Dishonored was released in 2012 and is a stealth focused action-adventure game. The story follows Corvo Attano, bodyguard to Dunwall’s queen and the main accused for her murder; it’s set in a fantastical dieselpunk setting with supernatural elements for good measure.
The narrative might be pretty cut and dry, but the aesthetics and feel of the entire game are unique and appealing. After the “tutorial”, the game introduces supernatural abilities to the player.

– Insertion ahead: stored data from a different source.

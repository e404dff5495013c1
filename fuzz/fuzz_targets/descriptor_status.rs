#![no_main]

use libfuzzer_sys::fuzz_target;
use server::{decode_descriptor_status, DescriptorEntry};

fuzz_target!(|data: &[u8]| {
    if let Ok(entries) = decode_descriptor_status(data) {
        let total: usize = entries.iter().map(DescriptorEntry::encoded_len).sum();
        assert_eq!(total, data.len());
    }
});
//! Substructure codec: decides per field whether non-scalar values are
//! dropped, encoded to JSON text, or have their nested identifiers
//! translated before encoding.

use crate::config::{CollectionConfig, JsonField};
use crate::core::{scalar_key, Document, SqlRow, SqlValue, TARGET_ID_COLUMN};
use crate::error::{MigrateError, Result};
use crate::session::MigrationSession;
use serde_json::Value;

/// Encode a normalized, FK-resolved record into the row to insert.
///
/// The original identifier has already been removed. The destination's
/// native identity column and all `ignore_fields` are dropped. Arrays and
/// objects survive only when declared in `json_fields`, encoded as JSON
/// text; everything else passes through as a scalar.
pub(crate) fn encode_row(
    record: &Document,
    descriptor: &CollectionConfig,
    session: &MigrationSession,
) -> Result<SqlRow> {
    let mut row = SqlRow::new();

    for (field, value) in record {
        // Would collide with the identifier assigned on insert.
        if field == TARGET_ID_COLUMN {
            continue;
        }
        if descriptor.ignore_fields.contains(field) {
            continue;
        }

        match value {
            Value::Array(items) => {
                if let Some(declared) = descriptor.json_field(field) {
                    let text = encode_array(items, declared, session)?;
                    row.push(field.clone(), SqlValue::Text(text));
                }
                // Undeclared arrays: the destination has no room for them.
            }
            Value::Object(_) => {
                if descriptor.json_field(field).is_some() {
                    row.push(field.clone(), SqlValue::Text(serde_json::to_string(value)?));
                }
            }
            _ => {
                // Null, Bool, Number and String always convert.
                let scalar = SqlValue::from_scalar(value).unwrap_or(SqlValue::Null);
                row.push(field.clone(), scalar);
            }
        }
    }

    Ok(row)
}

/// Encode one declared array field, applying its translation variant.
fn encode_array(
    items: &[Value],
    declared: &JsonField,
    session: &MigrationSession,
) -> Result<String> {
    if let Some(collection) = &declared.substitute_id_to {
        // Every element is a raw identifier into `collection`; unlike the
        // scalar resolver, a miss here is a hard failure.
        let mut translated = Vec::with_capacity(items.len());
        for item in items {
            let old_id = scalar_key(item).ok_or_else(|| MigrateError::UnmappedReference {
                collection: collection.clone(),
                old_id: item.to_string(),
            })?;
            let new_id =
                session
                    .resolve(collection, &old_id)
                    .ok_or_else(|| MigrateError::UnmappedReference {
                        collection: collection.clone(),
                        old_id: old_id.clone(),
                    })?;
            translated.push(Value::String(new_id.to_string()));
        }
        return Ok(serde_json::to_string(&translated)?);
    }

    if let Some(nested) = &declared.foreign_keys {
        let mut out = Vec::with_capacity(items.len());
        for item in items {
            match item {
                Value::Object(obj) => {
                    let mut mapped = Document::new();
                    for (key, value) in obj {
                        let mapped_value = match nested.get(key) {
                            Some(collection) => value
                                .as_str()
                                .and_then(|old_id| session.resolve(collection, old_id))
                                .map(|new_id| Value::String(new_id.to_string()))
                                // A miss keeps the original raw value.
                                .unwrap_or_else(|| value.clone()),
                            None => value.clone(),
                        };
                        mapped.insert(key.clone(), mapped_value);
                    }
                    out.push(Value::Object(mapped));
                }
                other => out.push(other.clone()),
            }
        }
        return Ok(serde_json::to_string(&out)?);
    }

    // Declared with neither variant: stored as-is.
    Ok(serde_json::to_string(items)?)
}

#[cfg(test)]
mod tests {
    use super::*;
    use serde_json::json;
    use std::collections::BTreeMap;

    fn descriptor() -> CollectionConfig {
        CollectionConfig {
            collection: "posts".to_string(),
            table: "posts".to_string(),
            foreign_keys: Default::default(),
            renames: Vec::new(),
            redefines: Vec::new(),
            json_fields: vec![
                JsonField {
                    field: "likes".to_string(),
                    substitute_id_to: Some("users".to_string()),
                    foreign_keys: None,
                },
                JsonField {
                    field: "comments".to_string(),
                    substitute_id_to: None,
                    foreign_keys: Some(BTreeMap::from([(
                        "user".to_string(),
                        "users".to_string(),
                    )])),
                },
                JsonField {
                    field: "meta".to_string(),
                    substitute_id_to: None,
                    foreign_keys: None,
                },
            ],
            ignore_fields: std::iter::once("secret".to_string()).collect(),
            links: Default::default(),
        }
    }

    fn session_with_users() -> MigrationSession {
        let mut session = MigrationSession::new();
        let map = session.map_mut("users");
        map.insert("users", "a".to_string(), 1).unwrap();
        map.insert("users", "b".to_string(), 2).unwrap();
        session
    }

    fn doc(value: serde_json::Value) -> Document {
        value.as_object().unwrap().clone()
    }

    #[test]
    fn test_scalars_pass_through() {
        let record = doc(json!({"title": "hi", "views": 3, "draft": false, "note": null}));
        let row = encode_row(&record, &descriptor(), &MigrationSession::new()).unwrap();
        assert_eq!(row.get("title"), Some(&SqlValue::Text("hi".to_string())));
        assert_eq!(row.get("views"), Some(&SqlValue::I64(3)));
        assert_eq!(row.get("draft"), Some(&SqlValue::Bool(false)));
        assert_eq!(row.get("note"), Some(&SqlValue::Null));
    }

    #[test]
    fn test_identity_and_ignored_fields_dropped() {
        let record = doc(json!({"id": 99, "secret": "x", "title": "t"}));
        let row = encode_row(&record, &descriptor(), &MigrationSession::new()).unwrap();
        assert!(row.get("id").is_none());
        assert!(row.get("secret").is_none());
        assert_eq!(row.len(), 1);
    }

    #[test]
    fn test_undeclared_array_dropped() {
        let record = doc(json!({"stray": [1, 2, 3]}));
        let row = encode_row(&record, &descriptor(), &MigrationSession::new()).unwrap();
        assert!(row.is_empty());
    }

    #[test]
    fn test_substitute_id_to_translates_and_stringifies() {
        let record = doc(json!({"likes": ["a", "b"]}));
        let row = encode_row(&record, &descriptor(), &session_with_users()).unwrap();
        assert_eq!(
            row.get("likes"),
            Some(&SqlValue::Text(r#"["1","2"]"#.to_string()))
        );
    }

    #[test]
    fn test_substitute_id_to_miss_is_hard_failure() {
        let record = doc(json!({"likes": ["a", "zzz"]}));
        let err = encode_row(&record, &descriptor(), &session_with_users()).unwrap_err();
        assert!(matches!(err, MigrateError::UnmappedReference { .. }));
    }

    #[test]
    fn test_nested_foreign_keys_resolve_and_keep_on_miss() {
        let record = doc(json!({
            "comments": [
                {"user": "a", "text": "first"},
                {"user": "zzz", "text": "orphan"},
                {"text": "anonymous"}
            ]
        }));
        let row = encode_row(&record, &descriptor(), &session_with_users()).unwrap();
        let text = match row.get("comments").unwrap() {
            SqlValue::Text(t) => t,
            other => panic!("expected text, got {:?}", other),
        };
        let decoded: Vec<Value> = serde_json::from_str(text).unwrap();
        assert_eq!(decoded[0]["user"], json!("1"));
        // Miss keeps the original raw value, not null
        assert_eq!(decoded[1]["user"], json!("zzz"));
        assert_eq!(decoded[2], json!({"text": "anonymous"}));
    }

    #[test]
    fn test_plain_json_field_encoded_as_is() {
        let record = doc(json!({"meta": [{"k": 1}, "x"]}));
        let row = encode_row(&record, &descriptor(), &MigrationSession::new()).unwrap();
        assert_eq!(
            row.get("meta"),
            Some(&SqlValue::Text(r#"[{"k":1},"x"]"#.to_string()))
        );
    }

    #[test]
    fn test_declared_object_encoded_undeclared_dropped() {
        let record = doc(json!({"meta": {"k": 1}, "stray": {"x": 2}}));
        let row = encode_row(&record, &descriptor(), &MigrationSession::new()).unwrap();
        assert_eq!(
            row.get("meta"),
            Some(&SqlValue::Text(r#"{"k":1}"#.to_string()))
        );
        assert!(row.get("stray").is_none());
    }
}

What sets Arkane apart as a developer is that when these abilities were being playtested, many players could exploit these abilities in ways developers hadn’t foreseen. Most devs would have opted to change the skills; Arkane, however, decided to adjust levels to accommodate the abuse of powers.
The game also features multiple endings, which is not choice-based but is gauged on how many bodies Corvo lays down in his path to revenge. The more people dying by the player’s hands, the more rats will have to feed on to spread their plague.

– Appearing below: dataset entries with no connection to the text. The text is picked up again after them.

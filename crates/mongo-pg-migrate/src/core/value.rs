//! SQL value and row types for the relational sink boundary.

use serde_json::Value;

/// Scalar value bound as an insert parameter.
///
/// Documents only ever produce these shapes after encoding: JSON scalars
/// pass through, everything non-scalar is either dropped or serialized to
/// `Text` by the substructure codec.
#[derive(Debug, Clone, PartialEq)]
pub enum SqlValue {
    Null,
    Bool(bool),
    I64(i64),
    F64(f64),
    Text(String),
}

impl SqlValue {
    /// Convert a scalar JSON value. Returns `None` for arrays and objects.
    pub fn from_scalar(value: &Value) -> Option<SqlValue> {
        match value {
            Value::Null => Some(SqlValue::Null),
            Value::Bool(b) => Some(SqlValue::Bool(*b)),
            Value::Number(n) => {
                if let Some(i) = n.as_i64() {
                    Some(SqlValue::I64(i))
                } else {
                    n.as_f64().map(SqlValue::F64)
                }
            }
            Value::String(s) => Some(SqlValue::Text(s.clone())),
            Value::Array(_) | Value::Object(_) => None,
        }
    }

    /// SQL cast suffix for the string-typed parameter carrying this value.
    pub fn sql_cast(&self) -> &'static str {
        match self {
            // NULL text casts cleanly to any destination column type.
            SqlValue::Null | SqlValue::Text(_) => "::text",
            SqlValue::Bool(_) => "::boolean",
            SqlValue::I64(_) => "::bigint",
            SqlValue::F64(_) => "::double precision",
        }
    }

    /// String form bound as the parameter; `None` encodes SQL NULL.
    pub fn to_param(&self) -> Option<String> {
        match self {
            SqlValue::Null => None,
            SqlValue::Bool(b) => Some(if *b { "t".to_string() } else { "f".to_string() }),
            SqlValue::I64(n) => Some(n.to_string()),
            SqlValue::F64(n) => Some(n.to_string()),
            SqlValue::Text(s) => Some(s.clone()),
        }
    }
}

/// An ordered set of column/value pairs forming one insert.
#[derive(Debug, Clone, Default, PartialEq)]
pub struct SqlRow {
    fields: Vec<(String, SqlValue)>,
}

impl SqlRow {
    /// Create an empty row.
    pub fn new() -> Self {
        Self::default()
    }

    /// Append a column value.
    pub fn push(&mut self, column: impl Into<String>, value: SqlValue) {
        self.fields.push((column.into(), value));
    }

    /// Get a column's value, if present.
    pub fn get(&self, column: &str) -> Option<&SqlValue> {
        self.fields
            .iter()
            .find(|(c, _)| c == column)
            .map(|(_, v)| v)
    }

    /// Iterate over column/value pairs in insertion order.
    pub fn iter(&self) -> impl Iterator<Item = &(String, SqlValue)> {
        self.fields.iter()
    }

    /// Column names in insertion order.
    pub fn columns(&self) -> impl Iterator<Item = &str> {
        self.fields.iter().map(|(c, _)| c.as_str())
    }

    /// Number of columns.
    #[must_use]
    pub fn len(&self) -> usize {
        self.fields.len()
    }

    /// Check if the row has no columns.
    #[must_use]
    pub fn is_empty(&self) -> bool {
        self.fields.is_empty()
    }
}

#[cfg(test)]
mod tests {
    use super::*;
    use serde_json::json;

    #[test]
    fn test_from_scalar() {
        assert_eq!(SqlValue::from_scalar(&json!(null)), Some(SqlValue::Null));
        assert_eq!(SqlValue::from_scalar(&json!(true)), Some(SqlValue::Bool(true)));
        assert_eq!(SqlValue::from_scalar(&json!(42)), Some(SqlValue::I64(42)));
        assert_eq!(SqlValue::from_scalar(&json!(1.5)), Some(SqlValue::F64(1.5)));
        assert_eq!(
            SqlValue::from_scalar(&json!("hi")),
            Some(SqlValue::Text("hi".to_string()))
        );
        assert_eq!(SqlValue::from_scalar(&json!([1])), None);
        assert_eq!(SqlValue::from_scalar(&json!({"a": 1})), None);
    }

    #[test]
    fn test_param_encoding() {
        assert_eq!(SqlValue::Null.to_param(), None);
        assert_eq!(SqlValue::Bool(true).to_param().as_deref(), Some("t"));
        assert_eq!(SqlValue::I64(-3).to_param().as_deref(), Some("-3"));
        assert_eq!(SqlValue::I64(7).sql_cast(), "::bigint");
    }

    #[test]
    fn test_row_ordering() {
        let mut row = SqlRow::new();
        row.push("b", SqlValue::I64(2));
        row.push("a", SqlValue::I64(1));
        let cols: Vec<_> = row.columns().collect();
        assert_eq!(cols, vec!["b", "a"]);
        assert_eq!(row.get("a"), Some(&SqlValue::I64(1)));
        assert_eq!(row.len(), 2);
    }
}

Dishonored is a top-rated franchise spawning plenty of new content in the form of DLCs and a worthy sequel that was sadly bug-ridden and had performance issues on release but works fine now and is worth a look at if you liked Dishonored.
I am always on the lookout for games like Dishonored; while they look like action games on the surface, but on repeat playthroughs, one realises that it’s less action and more of a puzzle-solving game. Each enemy NPC is a moving obstacle that the player must overcome in any number of ways they choose to – Posses a small rodent nearby and slip past the guard or teleport behind him.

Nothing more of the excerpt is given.